CT SMI and MRI quadriceps have been shown to reflect different aspects of functional ability with CT SMI being a marker of global muscle function and MRI quadriceps being specific to quadriceps power and strength. This should therefore be considered when choosing outcome measures for trials or definitions of muscle mass and function.
根据癌症恶病质的共识定义,越来越多的研究使用 CT 扫描分析躯干肌肉作为肌肉消耗的标志物。然而,在癌症患者中,CT 衍生的身体成分与功能、力量和功率的关系在很大程度上尚不清楚。
我们旨在描述 CT 躯干(L3)骨骼肌指数(SMI)与 MRI 股四头肌横截面积与下肢力量、功率和复杂功能测量之间的关系。
从区域上消化道(UGI)或肝胆胰腺多学科团队会议中招募接受潜在可治愈手术治疗食管胃或胰腺癌症评估的患者。最大等长膝关节伸展力量(IKES)和最大腿部伸展功率(诺丁汉功率钻机)(LEP)用作下肢性能的测量指标。坐立起身(STS)和起身行走测试(TUG)都用作整体复杂肌肉功能的测量指标。从第三腰椎(L3)水平的常规 CT 扫描测量肌肉 SMI,并使用 MRI 扫描评估股四头肌。线性回归分析用于 CT SMI 或 MRI 股四头肌作为每个性能测量指标的预测指标。

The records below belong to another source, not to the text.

//! Resolution of volume identifiers against a [`ClusterSnapshot`].
//!
//! Matching is exact; a lookup either finds one export or fails with
//! [`NdnfsError::NotFound`]. Snapshots hold tens of services, so both
//! lookups are plain linear scans.

use crate::error::NdnfsError;
use crate::identifier::VolumeId;
use crate::topology::{ClusterSnapshot, ServiceExports};
use crate::types::{NedgeNfsVolume, NedgeService};

/// A served volume: the service, its export, and the NFS endpoint.
#[derive(Debug, Clone, PartialEq, Eq)]
pub struct ResolvedExport {
    pub service: NedgeService,
    pub export: NedgeNfsVolume,
    /// `address:share`, reachable by NFS clients.
    pub endpoint: String,
}

impl ResolvedExport {
    fn new(entry: &ServiceExports, export: &NedgeNfsVolume) -> Result<Self, NdnfsError> {
        let endpoint = entry.service.endpoint_for(export).ok_or_else(|| {
            NdnfsError::Backend(format!("service {} has no network address", entry.service.name))
        })?;
        Ok(Self {
            service: entry.service.clone(),
            export: export.clone(),
            endpoint,
        })
    }

    /// Identifier of the export with its serving service filled in.
    pub fn volume_id(&self, id: &VolumeId) -> VolumeId {
        id.clone().with_service(self.service.name.clone())
    }
}

/// Find the export whose volume id equals `id.format_full()`.
pub fn find_by_identifier(
    snapshot: &ClusterSnapshot,
    id: &VolumeId,
) -> Result<ResolvedExport, NdnfsError> {
    let full = id.format_full();
    for entry in snapshot.iter() {
        if let Some(export) = entry.exports.iter().find(|e| e.volume_id == full) {
            return ResolvedExport::new(entry, export);
        }
    }
    Err(NdnfsError::NotFound(format!("volume {full}")))
}

/// First service (in snapshot order) serving `cluster/tenant/bucket`.
pub fn find_service_by_backend_path<'a>(
    snapshot: &'a ClusterSnapshot,
    cluster: &str,
    tenant: &str,
    bucket: &str,
) -> Result<&'a ServiceExports, NdnfsError> {
    let path = format!("{cluster}/{tenant}/{bucket}");
    snapshot
        .iter()
        .find(|entry| entry.exports.iter().any(|e| e.backend_path == path))
        .ok_or_else(|| NdnfsError::NotFound(format!("export of {path}")))
}

/// Resolve `id` to its export: by full identifier when the service is
/// known, otherwise by backend path.
pub fn resolve(snapshot: &ClusterSnapshot, id: &VolumeId) -> Result<ResolvedExport, NdnfsError> {
    if id.service.is_some() {
        return find_by_identifier(snapshot, id);
    }
    let entry = find_service_by_backend_path(snapshot, &id.cluster, &id.tenant, &id.bucket)?;
    let path = id.backend_path();
    let export = entry
        .exports
        .iter()
        .find(|e| e.backend_path == path)
        .ok_or_else(|| NdnfsError::NotFound(format!("export of {path}")))?;
    ResolvedExport::new(entry, export)
}
//! Driver error types.
//!
//! All errors in the `libndnfs` crate are represented by the [`NdnfsError`]
//! enum, which derives [`thiserror::Error`] for ergonomic error handling and
//! also implements [`Serialize`]/[`Deserialize`] so errors can be reported in
//! a volume-plugin response.

use serde::{Deserialize, Serialize};
use thiserror::Error;

use crate::identifier::MissingFields;

/// Unified error type for volume operations.
#[derive(Debug, Error, Serialize, Deserialize, Clone, PartialEq, Eq)]
pub enum NdnfsError {
    /// A volume name is missing one or more structural fields.
    ///
    /// When `missing` contains only the service, callers may recover by
    /// selecting a service; any other missing field is terminal.
    #[error("cannot resolve volume name {name:?}: missing {missing}")]
    Parse {
        /// The volume name as supplied by the caller.
        name: String,
        /// Fields that could not be determined, even after defaults.
        missing: MissingFields,
    },

    /// A volume name does not follow the `[service@]cluster/tenant/bucket`
    /// grammar at all.
    #[error("invalid volume name {name:?}: {reason}")]
    InvalidName {
        /// The volume name as supplied by the caller.
        name: String,
        /// Human-readable reason.
        reason: String,
    },

    /// No NFS service passed the eligibility predicate.
    #[error("no eligible NFS service available on the cluster")]
    NoEligibleService,

    /// A referenced service, bucket, or export does not exist.
    #[error("{0} not found")]
    NotFound(String),

    /// A bucket or serve entry already exists.
    #[error("{0} already exists")]
    Conflict(String),

    /// The cluster management API returned a failure or a malformed payload.
    #[error("backend error: {0}")]
    Backend(String),

    /// A local mount / unmount / directory command failed.
    #[error("{op} failed at {path}: {reason}")]
    Exec {
        /// The failing operation (`mount`, `umount`, `mkdir`, `rmdir`).
        op: String,
        /// Filesystem path the operation targeted.
        path: String,
        /// Human-readable failure reason.
        reason: String,
    },

    /// The caller supplied an invalid option value.
    #[error("invalid argument: {0}")]
    InvalidArgument(String),

    /// An unclassified internal error.
    #[error("internal error: {0}")]
    Internal(String),
}

impl NdnfsError {
    /// Create a [`NdnfsError::Backend`] from anything that implements
    /// [`std::fmt::Display`].
    pub fn backend<E: std::fmt::Display>(e: E) -> Self {
        Self::Backend(e.to_string())
    }

    /// Create a [`NdnfsError::Internal`] from anything that implements
    /// [`std::fmt::Display`].
    pub fn internal<E: std::fmt::Display>(e: E) -> Self {
        Self::Internal(e.to_string())
    }

    /// Create a [`NdnfsError::Exec`] for `op` on `path`.
    pub fn exec<E: std::fmt::Display>(op: &str, path: impl AsRef<str>, e: E) -> Self {
        Self::Exec {
            op: op.to_owned(),
            path: path.as_ref().to_owned(),
            reason: e.to_string(),
        }
    }

    /// `true` for [`NdnfsError::NotFound`].
    pub fn is_not_found(&self) -> bool {
        matches!(self, Self::NotFound(_))
    }

    /// `true` for [`NdnfsError::Conflict`].
    pub fn is_conflict(&self) -> bool {
        matches!(self, Self::Conflict(_))
    }
}
//! Per-request view of the cluster's NFS services.
//!
//! A [`ClusterSnapshot`] is built fresh for every resolution and dropped when
//! the operation finishes. Nothing is cached between calls, so the staleness
//! window is a single operation.

use tracing::{debug, warn};

use crate::cluster::ClusterApi;
use crate::error::NdnfsError;
use crate::types::{NedgeNfsVolume, NedgeService};

/// An eligible service together with the exports it served when the
/// snapshot was built.
#[derive(Debug, Clone, PartialEq, Eq)]
pub struct ServiceExports {
    pub service: NedgeService,
    pub exports: Vec<NedgeNfsVolume>,
}

/// Ordered list of eligible services and their exports, in the order the
/// cluster reported them.
#[derive(Debug, Clone, Default, PartialEq, Eq)]
pub struct ClusterSnapshot {
    entries: Vec<ServiceExports>,
}

impl ClusterSnapshot {
    /// Build a snapshot from the cluster.
    ///
    /// With `service` set only that service is fetched; otherwise every
    /// service is listed. Services outside a non-empty `allow_list` and
    /// services failing [`NedgeService::is_eligible`] are dropped. A failure
    /// to fetch one service's exports excludes that service; a failure to
    /// fetch the service list fails the build.
    pub async fn build(
        client: &dyn ClusterApi,
        service: Option<&str>,
        allow_list: &[String],
    ) -> Result<Self, NdnfsError> {
        let services = match service {
            Some(name) => vec![client.get_service(name).await?],
            None => client.list_services().await?,
        };

        let mut entries = Vec::with_capacity(services.len());
        for svc in services {
            if !allow_list.is_empty() && !allow_list.iter().any(|a| *a == svc.name) {
                debug!(service = %svc.name, "service not in allow-list, skipping");
                continue;
            }
            if !svc.is_eligible() {
                debug!(
                    service = %svc.name,
                    kind = %svc.kind,
                    status = %svc.status,
                    "service not eligible, skipping"
                );
                continue;
            }
            match client.list_nfs_volumes(&svc.name).await {
                Ok(exports) => entries.push(ServiceExports {
                    service: svc,
                    exports,
                }),
                Err(e) => {
                    warn!(service = %svc.name, error = %e, "failed to list exports, excluding service");
                }
            }
        }

        debug!(services = entries.len(), "cluster snapshot built");
        Ok(Self { entries })
    }

    pub fn from_entries(entries: Vec<ServiceExports>) -> Self {
        Self { entries }
    }

    pub fn iter(&self) -> impl Iterator<Item = &ServiceExports> {
        self.entries.iter()
    }

    pub fn len(&self) -> usize {
        self.entries.len()
    }

    pub fn is_empty(&self) -> bool {
        self.entries.is_empty()
    }

    pub fn find_service(&self, name: &str) -> Option<&ServiceExports> {
        self.entries.iter().find(|e| e.service.name == name)
    }
}
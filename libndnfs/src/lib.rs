//! # libndnfs: NexentaEdge NFS volumes for container engines
//!
//! `libndnfs` maps a container volume name onto an NFS export of a bucket on
//! a NexentaEdge cluster. It picks the service that serves the bucket,
//! provisions or tears down the bucket and its export, and drives the local
//! NFS mount lifecycle. It follows the usual conventions of this workspace
//! (Tokio async runtime, `tracing` for observability, `thiserror` for
//! structured errors).
//!
//! ## Module overview
//!
//! | Module | Purpose |
//! |---|---|
//! | [`identifier`] | `[service@]cluster/tenant/bucket` name grammar. |
//! | [`types`] | Services, exports, volume views and create options. |
//! | [`error`] | [`NdnfsError`] enum covering all failure modes. |
//! | [`cluster`] | [`ClusterApi`] trait consumed by the driver. |
//! | [`topology`] | Per-request [`ClusterSnapshot`] of eligible services. |
//! | [`selector`] | Least-loaded service selection. |
//! | [`lookup`] | Identifier to export resolution. |
//! | [`mounter`] | [`MountExecutor`] trait and the host implementation. |
//! | [`driver`] | [`VolumeDriver`] lifecycle state machine. |
//! | [`backend`] | NexentaEdge REST implementation of [`ClusterApi`]. |
//! | [`message`] | Volume-plugin protocol messages. |
//! | [`transport`] | Unix-socket plugin server built on `axum`. |
//! | [`config`] | JSON configuration file. |

pub mod backend;
pub mod cluster;
pub mod config;
pub mod driver;
pub mod error;
pub mod identifier;
pub mod lookup;
pub mod message;
pub mod mounter;
pub mod selector;
pub mod topology;
pub mod transport;
pub mod types;

#[cfg(test)]
mod test_support;

// Re-export the most commonly used items at crate root for convenience.
pub use cluster::ClusterApi;
pub use config::NdnfsConfig;
pub use driver::{DriverConfig, VolumeDriver};
pub use error::NdnfsError;
pub use identifier::{VolumeDefaults, VolumeId};
pub use mounter::{MountExecutor, SystemMounter};
pub use topology::ClusterSnapshot;
pub use types::*;
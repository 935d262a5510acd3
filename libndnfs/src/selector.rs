//! Service selection for volumes created without an explicit service.

use crate::error::NdnfsError;
use crate::topology::{ClusterSnapshot, ServiceExports};

/// Pick the service currently serving the fewest exports.
///
/// Ties go to the service that appears first in the snapshot, so the result
/// is deterministic for a given cluster listing.
///
/// This is a greedy heuristic: it counts exports only and ignores export
/// size, client load and network capacity.
pub fn select_least_loaded(snapshot: &ClusterSnapshot) -> Result<&ServiceExports, NdnfsError> {
    // min_by_key keeps the first of equal minima.
    snapshot
        .iter()
        .min_by_key(|entry| entry.exports.len())
        .ok_or(NdnfsError::NoEligibleService)
}

#[cfg(test)]
mod tests {
    use super::*;
    use crate::test_support::{export, nfs_service};

    fn entry(name: &str, exports: usize) -> ServiceExports {
        ServiceExports {
            service: nfs_service(name, "10.0.0.1"),
            exports: (0..exports)
                .map(|i| export(name, "clu1", "ten1", &format!("b{i}")))
                .collect(),
        }
    }

    #[test]
    fn first_least_loaded_wins() {
        let snapshot =
            ClusterSnapshot::from_entries(vec![entry("A", 3), entry("B", 1), entry("C", 1)]);
        assert_eq!(select_least_loaded(&snapshot).unwrap().service.name, "B");
    }

    #[test]
    fn single_service() {
        let snapshot = ClusterSnapshot::from_entries(vec![entry("A", 7)]);
        assert_eq!(select_least_loaded(&snapshot).unwrap().service.name, "A");
    }

    #[test]
    fn empty_snapshot_has_no_eligible_service() {
        let snapshot = ClusterSnapshot::default();
        assert_eq!(
            select_least_loaded(&snapshot).unwrap_err(),
            NdnfsError::NoEligibleService
        );
    }
}
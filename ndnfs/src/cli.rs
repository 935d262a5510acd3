use std::path::PathBuf;

use clap::{Args, Parser, Subcommand, ValueEnum};
use libndnfs::config::DEFAULT_CONFIG_PATH;
use libndnfs::transport::DEFAULT_SOCKET_PATH;

/// Parse a key=value argument into a tuple, validating the format.
fn parse_key_val(s: &str) -> Result<(String, String), String> {
    match s.split_once('=') {
        Some((key, value)) if !key.is_empty() && !value.is_empty() => {
            Ok((key.to_owned(), value.to_owned()))
        }
        _ => Err(format!("invalid option '{s}', expected key=value")),
    }
}

/// NexentaEdge NFS volume plugin.
#[derive(Parser, Debug)]
#[command(name = "ndnfs", version)]
pub struct Cli {
    /// Configuration file
    #[arg(short, long, global = true, default_value = DEFAULT_CONFIG_PATH)]
    pub config: PathBuf,

    /// Enable debug logging (RUST_LOG takes precedence)
    #[arg(short, long, global = true)]
    pub verbose: bool,

    /// Log output format
    #[arg(long, global = true, value_enum, default_value_t = LogFormat::Text)]
    pub log_format: LogFormat,

    #[command(subcommand)]
    pub command: Command,
}

#[derive(Clone, Copy, Debug, PartialEq, Eq, ValueEnum)]
pub enum LogFormat {
    Text,
    Json,
}

#[derive(Subcommand, Debug)]
pub enum Command {
    /// Run the volume plugin in the foreground
    Start(StartArgs),

    /// Manage volumes directly, without the container engine
    #[command(subcommand)]
    Volume(VolumeCommand),

    /// Check that the cluster management API is reachable
    Health,
}

#[derive(Args, Debug)]
pub struct StartArgs {
    /// Plugin socket path
    #[arg(long, default_value = DEFAULT_SOCKET_PATH)]
    pub socket: PathBuf,
}

#[derive(Subcommand, Debug)]
pub enum VolumeCommand {
    /// Create and serve a volume
    Create {
        name: String,
        /// Volume option (size, acl, service, chunksize), repeatable
        #[arg(short = 'o', long = "opt", value_parser = parse_key_val)]
        opts: Vec<(String, String)>,
    },
    /// Unserve a volume and delete its bucket
    Delete { name: String },
    /// List volumes served by the cluster
    List,
    /// Show one volume
    Get { name: String },
}
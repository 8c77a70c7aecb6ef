//! Scalar Formatter
//!
//! Decides whether a raw scalar needs quoting to survive a
//! tokenize/parse round trip, and produces its textual form. The bare
//! admission rules here mirror the tokenizer exactly: a value is
//! emitted unquoted only if the tokenizer would scan it back as a
//! single bare string token with the same characters.

use crate::tokenizer::{is_bare_start, is_delimiter};

/// Format a raw scalar as a token: bare when safe, double-quoted
/// otherwise.
pub fn wrap_scalar(raw: &str) -> String {
    if needs_quotes(raw) {
        quote(raw)
    } else {
        raw.to_string()
    }
}

/// A value must be quoted unless all of these hold: it opens with a
/// bare-start character, contains no delimiter, is not a boolean
/// literal, and is not a pure digit run (which would scan as a Number).
fn needs_quotes(raw: &str) -> bool {
    let first = match raw.bytes().next() {
        Some(b) => b,
        None => return true,
    };
    if !is_bare_start(first) {
        return true;
    }
    if raw.bytes().any(is_delimiter) {
        return true;
    }
    if raw == "true" || raw == "false" {
        return true;
    }
    raw.bytes().all(|b| b.is_ascii_digit())
}

/// Double-quote a string, escaping so the tokenizer decodes it back to
/// the same characters. `/` is left unescaped so URLs stay readable.
fn quote(raw: &str) -> String {
    let mut out = String::with_capacity(raw.len() + 2);
    out.push('"');
    for c in raw.chars() {
        match c {
            '"' => out.push_str("\\\""),
            '\\' => out.push_str("\\\\"),
            '\n' => out.push_str("\\n"),
            '\r' => out.push_str("\\r"),
            '\t' => out.push_str("\\t"),
            '\x08' => out.push_str("\\b"),
            '\x0C' => out.push_str("\\f"),
            c if (c as u32) < 0x20 => {
                out.push_str(&format!("\\u{:04x}", c as u32));
            }
            c => out.push(c),
        }
    }
    out.push('"');
    out
}
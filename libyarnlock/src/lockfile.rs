//! Typed lockfile document.
//!
//! The document adapter maps the generic nested mapping produced by the
//! parser onto the fixed record schema of the format: one [`Entry`] per
//! `name@range` composite key. The bridge goes through
//! `serde_json::Value` so the record schema is declared once, as serde
//! attributes, for both the adapter and JSON output.

use crate::error::Result;
use crate::value::{Mapping, Node};
use serde::{Deserialize, Serialize};
use std::collections::HashMap;

/// One package record, keyed in the [`Lockfile`] by `name@range`.
#[derive(Debug, Clone, Default, PartialEq, Serialize, Deserialize)]
#[serde(default)]
pub struct Entry {
    #[serde(skip_serializing_if = "String::is_empty")]
    pub name: String,
    #[serde(skip_serializing_if = "String::is_empty")]
    pub version: String,
    #[serde(skip_serializing_if = "String::is_empty")]
    pub uid: String,
    #[serde(skip_serializing_if = "String::is_empty")]
    pub resolved: String,
    #[serde(skip_serializing_if = "String::is_empty")]
    pub integrity: String,
    #[serde(skip_serializing_if = "String::is_empty")]
    pub registry: String,
    #[serde(skip_serializing_if = "HashMap::is_empty")]
    pub dependencies: HashMap<String, String>,
    #[serde(
        rename = "optionalDependencies",
        skip_serializing_if = "HashMap::is_empty"
    )]
    pub optional_dependencies: HashMap<String, String>,
}

/// A parsed lockfile: `name@range` keys mapped to package records.
///
/// Content-equal entries under different keys stay separate here; the
/// encoder groups them back onto one multi-key line at output time.
#[derive(Debug, Clone, Default, PartialEq, Serialize, Deserialize)]
#[serde(transparent)]
pub struct Lockfile {
    pub entries: HashMap<String, Entry>,
}

impl Lockfile {
    /// Build the typed document from the parser's generic mapping.
    pub fn from_document(document: &Mapping) -> Result<Self> {
        let value = node_to_json(&Node::Mapping(document.clone()));
        let lockfile = serde_json::from_value(value)?;
        Ok(lockfile)
    }

    /// Keys never referenced as `name@range` by any entry's
    /// dependencies. The result is sorted.
    pub fn root_entries(&self) -> Vec<String> {
        let mut keys: Vec<&String> = self.entries.keys().collect();
        for entry in self.entries.values() {
            for (name, range) in &entry.dependencies {
                let referenced = format!("{}@{}", name, range);
                keys.retain(|k| **k != referenced);
            }
        }
        let mut roots: Vec<String> = keys.into_iter().cloned().collect();
        roots.sort();
        roots
    }
}

/// Convert a generic document node to a JSON value. Scalars, keys and
/// values alike, are rendered as their plain text form, the way the
/// format writes them; the string fields of the record schema accept a
/// bare number or boolean the same as its quoted spelling.
fn node_to_json(node: &Node) -> serde_json::Value {
    match node {
        Node::Scalar(s) => serde_json::Value::from(s.to_text()),
        Node::Mapping(m) => {
            let mut obj = serde_json::Map::new();
            for (key, value) in m {
                obj.insert(key.to_text(), node_to_json(value));
            }
            serde_json::Value::Object(obj)
        }
    }
}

44 名患者接受了评估。身高和体重与股四头肌力量的功能显著相关,而只有体重与力量相关(P<0.001)。CT SMI 与股四头肌力量或功率的测量指标无关,但与更复杂的功能测量指标显著相关(P=0.006,R=0.234 和 0.0019,R=0.175 分别为 STS 和 TUG)。相比之下,MRI 测量的股四头肌的总体积和去脂量与股四头肌力量和功率均显著相关(P<0.001),但与复杂功能测量指标无显著相关性。
CT SMI 和 MRI 股四头肌均反映了功能能力的不同方面,CT SMI 是整体肌肉功能的标志物,MRI 股四头肌则是股四头肌力量和强度的特异性标志物。因此,在选择试验的结果测量指标或肌肉质量和功能的定义时,应考虑这一点。